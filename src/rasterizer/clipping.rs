//! Sutherland-Hodgman frustum clipping in camera space.
//!
//! A triangle is promoted to a [`Polygon`], clipped against the six view
//! planes in a fixed order, then fanned back into triangles. A triangle can
//! produce 0 to 7 output triangles.

use super::math::{Vec2, Vec3};

/// Vertex ceiling for a clipped polygon. A triangle gains at most one vertex per plane.
pub const MAX_POLY_VERTICES: usize = 10;

/// A plane given by a point on it and an inward-pointing normal
#[derive(Debug, Clone, Copy)]
pub struct Plane {
    pub point: Vec3,
    pub normal: Vec3,
}

impl Plane {
    /// Positive inside the frustum, negative outside
    pub fn signed_distance(&self, p: Vec3) -> f32 {
        (p - self.point).dot(self.normal)
    }
}

/// The six view-frustum planes
#[derive(Debug, Clone)]
pub struct Frustum {
    /// Left, right, top, bottom, near, far. Clipping runs in this order.
    pub planes: [Plane; 6],
}

impl Frustum {
    /// Build the planes from the full horizontal/vertical fov (radians) and near/far distances.
    pub fn new(fov_x: f32, fov_y: f32, z_near: f32, z_far: f32) -> Self {
        let (sin_half_x, cos_half_x) = (fov_x / 2.0).sin_cos();
        let (sin_half_y, cos_half_y) = (fov_y / 2.0).sin_cos();

        let origin = Vec3::ZERO;
        Self {
            planes: [
                Plane { point: origin, normal: Vec3::new(cos_half_x, 0.0, sin_half_x) },
                Plane { point: origin, normal: Vec3::new(-cos_half_x, 0.0, sin_half_x) },
                Plane { point: origin, normal: Vec3::new(0.0, -cos_half_y, sin_half_y) },
                Plane { point: origin, normal: Vec3::new(0.0, cos_half_y, sin_half_y) },
                Plane { point: Vec3::new(0.0, 0.0, z_near), normal: Vec3::FORWARD },
                Plane { point: Vec3::new(0.0, 0.0, z_far), normal: Vec3::new(0.0, 0.0, -1.0) },
            ],
        }
    }

    /// Frustum for a viewport, deriving the horizontal fov from the vertical one.
    pub fn for_viewport(fov_y: f32, width: usize, height: usize, z_near: f32, z_far: f32) -> Self {
        let aspect_x = width as f32 / height as f32;
        let fov_x = ((fov_y / 2.0).tan() * aspect_x).atan() * 2.0;
        Self::new(fov_x, fov_y, z_near, z_far)
    }

    /// Clip the polygon against every plane. An empty result means nothing to draw.
    pub fn clip(&self, polygon: &mut Polygon) {
        for plane in &self.planes {
            if polygon.is_empty() {
                return;
            }
            polygon.clip_against_plane(plane);
        }
    }
}

/// Fixed-capacity convex polygon with a texture coordinate per vertex
#[derive(Debug, Clone, Copy)]
pub struct Polygon {
    vertices: [Vec3; MAX_POLY_VERTICES],
    texcoords: [Vec2; MAX_POLY_VERTICES],
    count: usize,
}

impl Polygon {
    pub fn empty() -> Self {
        Self {
            vertices: [Vec3::ZERO; MAX_POLY_VERTICES],
            texcoords: [Vec2::default(); MAX_POLY_VERTICES],
            count: 0,
        }
    }

    pub fn from_triangle(vertices: [Vec3; 3], texcoords: [Vec2; 3]) -> Self {
        let mut poly = Self::empty();
        for (v, t) in vertices.into_iter().zip(texcoords) {
            poly.push(v, t);
        }
        poly
    }

    /// Panics past `MAX_POLY_VERTICES`; well-formed clipping never gets there.
    pub fn push(&mut self, vertex: Vec3, texcoord: Vec2) {
        assert!(
            self.count < MAX_POLY_VERTICES,
            "clipped polygon exceeded {} vertices",
            MAX_POLY_VERTICES
        );
        self.vertices[self.count] = vertex;
        self.texcoords[self.count] = texcoord;
        self.count += 1;
    }

    pub fn len(&self) -> usize {
        self.count
    }

    /// Fewer than three vertices: nothing renderable is left
    pub fn is_empty(&self) -> bool {
        self.count < 3
    }

    pub fn vertices(&self) -> &[Vec3] {
        &self.vertices[..self.count]
    }

    pub fn texcoords(&self) -> &[Vec2] {
        &self.texcoords[..self.count]
    }

    /// Keep the part of the polygon on the inner side of `plane`.
    ///
    /// Vertices on the plane count as inside. A new vertex is emitted where an
    /// edge strictly crosses the plane, with position and texture coordinate
    /// interpolated at the crossing.
    pub fn clip_against_plane(&mut self, plane: &Plane) {
        let mut inside = Polygon::empty();
        if self.count == 0 {
            *self = inside;
            return;
        }

        let mut prev = self.count - 1;
        let mut prev_dist = plane.signed_distance(self.vertices[prev]);

        for curr in 0..self.count {
            let curr_dist = plane.signed_distance(self.vertices[curr]);

            if prev_dist * curr_dist < 0.0 {
                let t = prev_dist / (prev_dist - curr_dist);
                inside.push(
                    self.vertices[prev].lerp(self.vertices[curr], t),
                    self.texcoords[prev].lerp(self.texcoords[curr], t),
                );
            }

            if curr_dist >= 0.0 {
                inside.push(self.vertices[curr], self.texcoords[curr]);
            }

            prev = curr;
            prev_dist = curr_dist;
        }

        if inside.count < 3 {
            inside.count = 0;
        }
        *self = inside;
    }

    /// Fan triangulation from vertex 0: (0,1,2), (0,2,3), ... (0,n-2,n-1).
    /// Only valid because clipped polygons stay convex.
    pub fn triangles(&self) -> impl Iterator<Item = ([Vec3; 3], [Vec2; 3])> + '_ {
        let n = if self.is_empty() { 0 } else { self.count - 2 };
        (0..n).map(move |i| {
            (
                [self.vertices[0], self.vertices[i + 1], self.vertices[i + 2]],
                [self.texcoords[0], self.texcoords[i + 1], self.texcoords[i + 2]],
            )
        })
    }
}

impl Default for Polygon {
    fn default() -> Self {
        Self::empty()
    }
}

——————————

▶ **Work instructions**: Word for word, reproduce every line of the data.

▶ **Written response**:
filename src/rasterizer/clipping.rs
//! Sutherland-Hodgman frustum clipping in camera space.
//!
//! A triangle is promoted to a [`Polygon`], clipped against the six view
//! planes in a fixed order, then fanned back into triangles. A triangle can
//! produce 0 to 7 output triangles.

use super::math::{Vec2, Vec3};

/// Vertex ceiling for a clipped polygon. A triangle gains at most one vertex per plane.
pub const MAX_POLY_VERTICES: usize = 10;

/// A plane given by a point on it and an inward-pointing normal
#[derive(Debug, Clone, Copy)]
pub struct Plane {
    pub point: Vec3,
    pub normal: Vec3,
}

impl Plane {
    /// Positive inside the frustum, negative outside
    pub fn signed_distance(&self, p: Vec3) -> f32 {
        (p - self.point).dot(self.normal)
    }
}

/// The six view-frustum planes
#[derive(Debug, Clone)]
pub struct Frustum {
    /// Left, right, top, bottom, near, far. Clipping runs in this order.
    pub planes: [Plane; 6],
}

impl Frustum {
    /// Build the planes from the full horizontal/vertical fov (radians) and near/far distances.
    pub fn new(fov_x: f32, fov_y: f32, z_near: f32, z_far: f32) -> Self {
        let (sin_half_x, cos_half_x) = (fov_x / 2.0).sin_cos();
        let (sin_half_y, cos_half_y) = (fov_y / 2.0).sin_cos();

        let origin = Vec3::ZERO;
        Self {
            planes: [
                Plane { point: origin, normal: Vec3::new(cos_half_x, 0.0, sin_half_x) },
                Plane { point: origin, normal: Vec3::new(-cos_half_x, 0.0, sin_half_x) },
                Plane { point: origin, normal: Vec3::new(0.0, -cos_half_y, sin_half_y) },
                Plane { point: origin, normal: Vec3::new(0.0, cos_half_y, sin_half_y) },
                Plane { point: Vec3::new(0.0, 0.0, z_near), normal: Vec3::FORWARD },
                Plane { point: Vec3::new(0.0, 0.0, z_far), normal: Vec3::new(0.0, 0.0, -1.0) },
            ],
        }
    }

    /// Frustum for a viewport, deriving the horizontal fov from the vertical one.
    pub fn for_viewport(fov_y: f32, width: usize, height: usize, z_near: f32, z_far: f32) -> Self {
        let aspect_x = width as f32 / height as f32;
        let fov_x = ((fov_y / 2.0).tan() * aspect_x).atan() * 2.0;
        Self::new(fov_x, fov_y, z_near, z_far)
    }

    /// Clip the polygon against every plane. An empty result means nothing to draw.
    pub fn clip(&self, polygon: &mut Polygon) {
        for plane in &self.planes {
            if polygon.is_empty() {
                return;
            }
            polygon.clip_against_plane(plane);
        }
    }
}

/// Fixed-capacity convex polygon with a texture coordinate per vertex
#[derive(Debug, Clone, Copy)]
pub struct Polygon {
    vertices: [Vec3; MAX_POLY_VERTICES],
    texcoords: [Vec2; MAX_POLY_VERTICES],
    count: usize,
}

impl Polygon {
    pub fn empty() -> Self {
        Self {
            vertices: [Vec3::ZERO; MAX_POLY_VERTICES],
            texcoords: [Vec2::default(); MAX_POLY_VERTICES],
            count: 0,
        }
    }

    pub fn from_triangle(vertices: [Vec3; 3], texcoords: [Vec2; 3]) -> Self {
        let mut poly = Self::empty();
        for (v, t) in vertices.into_iter().zip(texcoords) {
            poly.push(v, t);
        }
        poly
    }

    /// Panics past `MAX_POLY_VERTICES`; well-formed clipping never gets there.
    pub fn push(&mut self, vertex: Vec3, texcoord: Vec2) {
        assert!(
            self.count < MAX_POLY_VERTICES,
            "clipped polygon exceeded {} vertices",
            MAX_POLY_VERTICES
        );
        self.vertices[self.count] = vertex;
        self.texcoords[self.count] = texcoord;
        self.count += 1;
    }

    pub fn len(&self) -> usize {
        self.count
    }

    /// Fewer than three vertices: nothing renderable is left
    pub fn is_empty(&self) -> bool {
        self.count < 3
    }

    pub fn vertices(&self) -> &[Vec3] {
        &self.vertices[..self.count]
    }

    pub fn texcoords(&self) -> &[Vec2] {
        &self.texcoords[..self.count]
    }

    /// Keep the part of the polygon on the inner side of `plane`.
    ///
    /// Vertices on the plane count as inside. A new vertex is emitted where an
    /// edge strictly crosses the plane, with position and texture coordinate
    /// interpolated at the crossing.
    pub fn clip_against_plane(&mut self, plane: &Plane) {
        let mut inside = Polygon::empty();
        if self.count == 0 {
            *self = inside;
            return;
        }

        let mut prev = self.count - 1;
        let mut prev_dist = plane.signed_distance(self.vertices[prev]);

        for curr in 0..self.count {
            let curr_dist = plane.signed_distance(self.vertices[curr]);

            if prev_dist * curr_dist < 0.0 {
                let t = prev_dist / (prev_dist - curr_dist);
                inside.push(
                    self.vertices[prev].lerp(self.vertices[curr], t),
                    self.texcoords[prev].lerp(self.texcoords[curr], t),
                );
            }

            if curr_dist >= 0.0 {
                inside.push(self.vertices[curr], self.texcoords[curr]);
            }

            prev = curr;
            prev_dist = curr_dist;
        }

        if inside.count < 3 {
            inside.count = 0;
        }
        *self = inside;
    }

    /// Fan triangulation from vertex 0: (0,1,2), (0,2,3), ... (0,n-2,n-1).
    /// Only valid because clipped polygons stay convex.
    pub fn triangles(&self) -> impl Iterator<Item = ([Vec3; 3], [Vec2; 3])> + '_ {
        let n = if self.is_empty() { 0 } else { self.count - 2 };
        (0..n).map(move |i| {
            (
                [self.vertices[0], self.vertices[i + 1], self.vertices[i + 2]],
                [self.texcoords[0], self.texcoords[i + 1], self.texcoords[i + 2]],
            )
        })
    }
}

impl Default for Polygon {
    fn default() -> Self {
        Self::empty()
    }
}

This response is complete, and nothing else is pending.